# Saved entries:
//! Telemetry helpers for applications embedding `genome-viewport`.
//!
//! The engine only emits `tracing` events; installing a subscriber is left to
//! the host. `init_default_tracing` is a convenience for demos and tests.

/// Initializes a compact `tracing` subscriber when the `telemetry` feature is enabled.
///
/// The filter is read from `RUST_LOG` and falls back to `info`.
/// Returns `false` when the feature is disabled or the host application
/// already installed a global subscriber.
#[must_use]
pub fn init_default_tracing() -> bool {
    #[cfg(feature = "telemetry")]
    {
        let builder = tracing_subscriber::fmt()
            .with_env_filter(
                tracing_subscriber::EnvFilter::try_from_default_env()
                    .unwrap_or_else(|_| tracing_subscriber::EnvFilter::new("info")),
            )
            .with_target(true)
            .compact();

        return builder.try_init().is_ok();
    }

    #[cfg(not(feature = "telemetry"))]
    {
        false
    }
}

...

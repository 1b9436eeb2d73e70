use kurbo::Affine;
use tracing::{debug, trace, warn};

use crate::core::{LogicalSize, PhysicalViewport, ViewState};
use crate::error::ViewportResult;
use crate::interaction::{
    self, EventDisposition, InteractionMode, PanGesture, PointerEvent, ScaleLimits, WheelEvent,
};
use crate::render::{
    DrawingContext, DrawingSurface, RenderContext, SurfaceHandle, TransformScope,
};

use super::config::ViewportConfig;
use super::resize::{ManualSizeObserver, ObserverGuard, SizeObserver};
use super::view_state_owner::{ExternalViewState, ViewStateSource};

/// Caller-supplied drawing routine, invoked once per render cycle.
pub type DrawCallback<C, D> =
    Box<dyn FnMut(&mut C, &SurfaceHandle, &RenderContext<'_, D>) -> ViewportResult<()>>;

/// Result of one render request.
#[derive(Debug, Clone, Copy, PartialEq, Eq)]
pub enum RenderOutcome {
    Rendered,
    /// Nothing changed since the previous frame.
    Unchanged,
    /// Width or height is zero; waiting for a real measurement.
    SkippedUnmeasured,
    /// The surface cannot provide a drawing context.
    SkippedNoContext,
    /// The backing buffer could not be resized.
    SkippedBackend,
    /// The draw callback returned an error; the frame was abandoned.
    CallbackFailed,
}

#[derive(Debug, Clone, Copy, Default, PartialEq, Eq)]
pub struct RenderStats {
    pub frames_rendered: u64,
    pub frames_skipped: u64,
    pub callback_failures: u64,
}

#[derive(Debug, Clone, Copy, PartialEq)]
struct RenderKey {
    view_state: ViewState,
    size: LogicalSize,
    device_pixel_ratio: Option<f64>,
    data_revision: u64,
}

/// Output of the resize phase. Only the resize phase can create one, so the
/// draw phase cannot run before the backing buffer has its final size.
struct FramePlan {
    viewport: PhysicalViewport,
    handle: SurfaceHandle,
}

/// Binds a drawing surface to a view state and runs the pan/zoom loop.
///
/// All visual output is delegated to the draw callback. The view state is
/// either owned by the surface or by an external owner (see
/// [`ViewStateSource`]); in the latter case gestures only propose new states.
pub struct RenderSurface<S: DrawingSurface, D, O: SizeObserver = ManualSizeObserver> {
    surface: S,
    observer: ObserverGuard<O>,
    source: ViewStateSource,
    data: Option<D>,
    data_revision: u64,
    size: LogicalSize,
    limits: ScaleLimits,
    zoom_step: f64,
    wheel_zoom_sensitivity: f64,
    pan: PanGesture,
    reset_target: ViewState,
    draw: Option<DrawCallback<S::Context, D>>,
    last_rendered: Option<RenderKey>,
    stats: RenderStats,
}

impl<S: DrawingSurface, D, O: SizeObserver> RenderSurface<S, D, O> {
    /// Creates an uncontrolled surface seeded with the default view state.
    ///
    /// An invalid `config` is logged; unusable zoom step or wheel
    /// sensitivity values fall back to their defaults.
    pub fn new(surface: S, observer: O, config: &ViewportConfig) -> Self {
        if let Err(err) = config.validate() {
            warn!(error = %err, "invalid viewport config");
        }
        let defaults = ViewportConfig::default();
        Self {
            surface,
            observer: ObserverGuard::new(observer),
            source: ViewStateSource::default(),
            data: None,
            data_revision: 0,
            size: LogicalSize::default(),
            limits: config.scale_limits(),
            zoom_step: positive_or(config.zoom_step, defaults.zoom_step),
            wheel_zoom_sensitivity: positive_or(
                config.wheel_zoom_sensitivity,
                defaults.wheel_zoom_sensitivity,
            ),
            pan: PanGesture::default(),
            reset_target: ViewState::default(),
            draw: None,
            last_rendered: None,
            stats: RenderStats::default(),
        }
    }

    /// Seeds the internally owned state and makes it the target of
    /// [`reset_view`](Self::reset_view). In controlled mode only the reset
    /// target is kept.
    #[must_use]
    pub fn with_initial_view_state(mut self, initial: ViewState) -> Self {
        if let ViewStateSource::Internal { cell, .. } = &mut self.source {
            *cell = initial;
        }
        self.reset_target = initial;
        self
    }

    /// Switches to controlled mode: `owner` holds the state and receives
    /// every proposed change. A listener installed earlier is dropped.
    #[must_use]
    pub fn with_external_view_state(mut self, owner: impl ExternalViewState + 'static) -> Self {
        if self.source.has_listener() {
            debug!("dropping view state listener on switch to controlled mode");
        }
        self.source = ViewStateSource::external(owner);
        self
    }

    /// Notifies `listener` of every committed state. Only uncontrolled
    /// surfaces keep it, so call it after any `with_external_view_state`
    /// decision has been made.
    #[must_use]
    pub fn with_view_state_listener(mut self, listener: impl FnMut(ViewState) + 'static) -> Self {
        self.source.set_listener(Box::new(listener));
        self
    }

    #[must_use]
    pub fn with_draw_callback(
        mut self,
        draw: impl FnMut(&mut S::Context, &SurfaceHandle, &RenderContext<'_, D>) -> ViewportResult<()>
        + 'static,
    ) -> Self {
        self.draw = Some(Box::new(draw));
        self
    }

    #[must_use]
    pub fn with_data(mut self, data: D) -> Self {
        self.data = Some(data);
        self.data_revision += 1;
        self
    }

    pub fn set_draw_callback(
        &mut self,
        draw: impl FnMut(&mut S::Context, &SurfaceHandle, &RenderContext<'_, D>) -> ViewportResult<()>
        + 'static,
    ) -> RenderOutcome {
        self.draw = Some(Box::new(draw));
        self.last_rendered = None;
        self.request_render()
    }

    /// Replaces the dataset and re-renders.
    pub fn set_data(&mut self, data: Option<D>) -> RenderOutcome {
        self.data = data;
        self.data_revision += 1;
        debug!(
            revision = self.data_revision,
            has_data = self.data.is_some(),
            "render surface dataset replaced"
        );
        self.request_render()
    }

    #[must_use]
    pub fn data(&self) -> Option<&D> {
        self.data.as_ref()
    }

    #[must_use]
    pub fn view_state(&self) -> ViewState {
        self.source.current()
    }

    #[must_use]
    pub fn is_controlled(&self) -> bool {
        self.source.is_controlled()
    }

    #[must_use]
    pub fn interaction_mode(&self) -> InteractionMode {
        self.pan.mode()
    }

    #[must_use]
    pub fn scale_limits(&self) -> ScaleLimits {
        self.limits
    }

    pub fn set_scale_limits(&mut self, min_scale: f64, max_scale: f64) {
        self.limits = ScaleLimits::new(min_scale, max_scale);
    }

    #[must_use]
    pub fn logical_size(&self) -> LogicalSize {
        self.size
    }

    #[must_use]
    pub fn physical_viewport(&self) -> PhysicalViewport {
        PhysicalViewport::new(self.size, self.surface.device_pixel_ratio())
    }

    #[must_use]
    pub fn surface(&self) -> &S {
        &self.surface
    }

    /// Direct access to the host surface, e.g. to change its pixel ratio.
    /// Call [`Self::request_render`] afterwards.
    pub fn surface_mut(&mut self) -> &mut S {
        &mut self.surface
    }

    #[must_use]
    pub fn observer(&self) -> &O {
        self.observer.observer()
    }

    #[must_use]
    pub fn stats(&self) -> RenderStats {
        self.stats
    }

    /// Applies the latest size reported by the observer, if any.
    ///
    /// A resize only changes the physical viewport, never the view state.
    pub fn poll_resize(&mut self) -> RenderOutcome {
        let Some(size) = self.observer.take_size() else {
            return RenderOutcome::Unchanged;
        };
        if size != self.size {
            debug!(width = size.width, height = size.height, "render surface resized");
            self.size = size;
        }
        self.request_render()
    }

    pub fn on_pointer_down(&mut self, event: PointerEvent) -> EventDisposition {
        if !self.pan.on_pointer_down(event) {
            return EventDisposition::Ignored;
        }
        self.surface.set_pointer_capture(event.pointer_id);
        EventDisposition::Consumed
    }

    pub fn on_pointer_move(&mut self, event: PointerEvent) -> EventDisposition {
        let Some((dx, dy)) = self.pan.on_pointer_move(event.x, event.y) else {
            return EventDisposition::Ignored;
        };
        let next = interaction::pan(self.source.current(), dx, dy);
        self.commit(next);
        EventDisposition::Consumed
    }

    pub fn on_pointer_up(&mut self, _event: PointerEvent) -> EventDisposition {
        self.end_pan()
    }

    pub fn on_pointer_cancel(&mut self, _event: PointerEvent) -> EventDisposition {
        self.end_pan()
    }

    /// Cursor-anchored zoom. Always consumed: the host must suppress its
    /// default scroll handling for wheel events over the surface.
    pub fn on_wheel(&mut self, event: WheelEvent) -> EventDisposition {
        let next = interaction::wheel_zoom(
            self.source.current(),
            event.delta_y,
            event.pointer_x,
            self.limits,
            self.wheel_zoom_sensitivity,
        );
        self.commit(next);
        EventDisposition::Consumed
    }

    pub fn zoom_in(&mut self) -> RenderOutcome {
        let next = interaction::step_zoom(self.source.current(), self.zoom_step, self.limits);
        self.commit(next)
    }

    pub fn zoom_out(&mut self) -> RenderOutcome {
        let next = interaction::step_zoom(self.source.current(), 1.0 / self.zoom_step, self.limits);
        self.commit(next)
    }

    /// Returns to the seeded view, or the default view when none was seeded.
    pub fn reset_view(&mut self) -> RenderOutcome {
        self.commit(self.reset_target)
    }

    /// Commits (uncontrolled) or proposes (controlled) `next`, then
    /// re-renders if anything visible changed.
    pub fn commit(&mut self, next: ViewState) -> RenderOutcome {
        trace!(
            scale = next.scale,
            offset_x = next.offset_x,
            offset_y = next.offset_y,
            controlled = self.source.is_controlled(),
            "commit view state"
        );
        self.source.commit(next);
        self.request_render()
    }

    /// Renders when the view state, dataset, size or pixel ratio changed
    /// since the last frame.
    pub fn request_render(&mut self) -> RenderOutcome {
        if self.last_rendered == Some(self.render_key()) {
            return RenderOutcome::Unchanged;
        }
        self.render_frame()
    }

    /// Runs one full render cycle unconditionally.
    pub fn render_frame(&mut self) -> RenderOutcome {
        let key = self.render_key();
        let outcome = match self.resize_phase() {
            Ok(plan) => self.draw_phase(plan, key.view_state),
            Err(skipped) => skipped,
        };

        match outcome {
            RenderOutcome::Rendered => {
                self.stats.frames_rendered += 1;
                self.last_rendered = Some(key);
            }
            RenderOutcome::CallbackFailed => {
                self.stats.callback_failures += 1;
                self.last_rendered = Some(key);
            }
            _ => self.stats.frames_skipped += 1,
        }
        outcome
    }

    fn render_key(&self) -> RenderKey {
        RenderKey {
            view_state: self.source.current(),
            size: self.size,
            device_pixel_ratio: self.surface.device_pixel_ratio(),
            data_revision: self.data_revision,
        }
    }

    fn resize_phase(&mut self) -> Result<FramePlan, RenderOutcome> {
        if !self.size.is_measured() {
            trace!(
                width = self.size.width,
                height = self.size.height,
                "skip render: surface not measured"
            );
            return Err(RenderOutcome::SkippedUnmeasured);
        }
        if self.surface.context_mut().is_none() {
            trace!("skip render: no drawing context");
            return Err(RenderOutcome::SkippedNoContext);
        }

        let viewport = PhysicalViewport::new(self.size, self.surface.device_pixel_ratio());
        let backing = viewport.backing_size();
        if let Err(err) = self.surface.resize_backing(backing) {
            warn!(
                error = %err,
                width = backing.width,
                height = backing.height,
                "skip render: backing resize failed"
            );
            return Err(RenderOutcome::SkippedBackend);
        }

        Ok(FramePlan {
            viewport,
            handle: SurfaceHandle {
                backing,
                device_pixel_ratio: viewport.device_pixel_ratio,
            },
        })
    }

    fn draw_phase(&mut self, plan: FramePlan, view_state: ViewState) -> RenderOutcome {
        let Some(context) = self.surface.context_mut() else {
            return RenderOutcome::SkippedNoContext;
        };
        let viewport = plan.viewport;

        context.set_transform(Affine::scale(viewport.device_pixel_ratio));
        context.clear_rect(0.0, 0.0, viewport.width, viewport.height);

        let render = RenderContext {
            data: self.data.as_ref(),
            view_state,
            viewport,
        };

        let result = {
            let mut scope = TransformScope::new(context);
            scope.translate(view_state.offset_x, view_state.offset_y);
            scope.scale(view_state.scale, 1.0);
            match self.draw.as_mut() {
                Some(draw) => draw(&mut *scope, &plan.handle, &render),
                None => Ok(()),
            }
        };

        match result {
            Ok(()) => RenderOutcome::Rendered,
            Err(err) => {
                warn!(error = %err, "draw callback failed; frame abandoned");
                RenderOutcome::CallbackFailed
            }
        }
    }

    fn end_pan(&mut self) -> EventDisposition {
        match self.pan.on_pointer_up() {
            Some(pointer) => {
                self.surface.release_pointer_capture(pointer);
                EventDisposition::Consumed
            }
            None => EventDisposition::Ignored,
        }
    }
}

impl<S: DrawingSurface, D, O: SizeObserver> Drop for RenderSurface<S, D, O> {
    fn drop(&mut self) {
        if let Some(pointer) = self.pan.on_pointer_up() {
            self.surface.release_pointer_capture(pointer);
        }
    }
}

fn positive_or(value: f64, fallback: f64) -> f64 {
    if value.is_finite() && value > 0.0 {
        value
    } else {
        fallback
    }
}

# Your task:
When a line in the data contains the string "buffer", copy that line.

# Result of the task:
    /// The backing buffer could not be resized.
/// draw phase cannot run before the backing buffer has its final size.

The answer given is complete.